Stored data

Segment Open

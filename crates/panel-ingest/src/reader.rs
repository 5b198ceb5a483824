//! CSV record reading and extract assembly.

use std::path::Path;

use csv::ReaderBuilder;

use panel_model::{Cell, RawExtract, SourceKind};

use crate::discovery::ExtractFile;
use crate::error::{IngestError, Result};

/// Line of the header row in a national extract.
///
/// National extracts carry a two-level header; the second level names the
/// columns and is followed by one unit row that is not data.
pub const NATIONAL_HEADER_LINE: usize = 1;
const NATIONAL_SKIPPED_AFTER_HEADER: usize = 1;

/// Line of the header row in a regional extract.
pub const REGIONAL_HEADER_LINE: usize = 0;

/// Reads every record of a CSV file as trimmed strings.
///
/// Rows may have differing lengths. A UTF-8 BOM on the first field is removed.
pub fn read_records(path: &Path) -> Result<Vec<Vec<String>>> {
    if !path.is_file() {
        return Err(IngestError::FileNotFound {
            path: path.to_path_buf(),
        });
    }
    let mut reader = ReaderBuilder::new()
        .has_headers(false)
        .flexible(true)
        .from_path(path)
        .map_err(|source| IngestError::CsvParse {
            path: path.to_path_buf(),
            source,
        })?;

    let mut rows = Vec::new();
    for record in reader.records() {
        let record = record.map_err(|source| IngestError::CsvParse {
            path: path.to_path_buf(),
            source,
        })?;
        let row: Vec<String> = record.iter().map(normalize_field).collect();
        rows.push(row);
    }
    if let Some(first) = rows.first_mut().and_then(|r| r.first_mut())
        && let Some(stripped) = first.strip_prefix('\u{feff}')
    {
        *first = stripped.trim().to_string();
    }
    Ok(rows)
}

fn normalize_field(raw: &str) -> String {
    raw.trim().to_string()
}

/// Reads an extract file using the layout of its source.
pub fn read_extract(file: &ExtractFile) -> Result<RawExtract> {
    let records = read_records(&file.path)?;
    let (header_line, skipped) = match file.source {
        SourceKind::National => (NATIONAL_HEADER_LINE, NATIONAL_SKIPPED_AFTER_HEADER),
        SourceKind::Regional => (REGIONAL_HEADER_LINE, 0),
    };
    if records.len() <= header_line {
        return Err(IngestError::TooShort {
            path: file.path.clone(),
            found: records.len(),
            required: header_line + 1,
        });
    }

    let mut records = records.into_iter().skip(header_line);
    let header = records.next().unwrap_or_default();
    let rows: Vec<Vec<Cell>> = records
        .skip(skipped)
        .map(|row| row.iter().map(|field| Cell::from_text(field)).collect())
        .collect();

    tracing::debug!(
        path = %file.path.display(),
        source = file.source.as_str(),
        period = %file.period,
        columns = header.len(),
        rows = rows.len(),
        "Read extract"
    );

    Ok(RawExtract::new(file.source, file.period, header, rows).with_origin(&file.path))
}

Segment Closed

* _TASK DETAILS_
When a line in the records holds the string "RawExtract", copy that line.

* _RESPONSE BELOW_
use panel_model::{Cell, RawExtract, SourceKind};
pub fn read_extract(file: &ExtractFile) -> Result<RawExtract> {
    Ok(RawExtract::new(file.source, file.period, header, rows).with_origin(&file.path))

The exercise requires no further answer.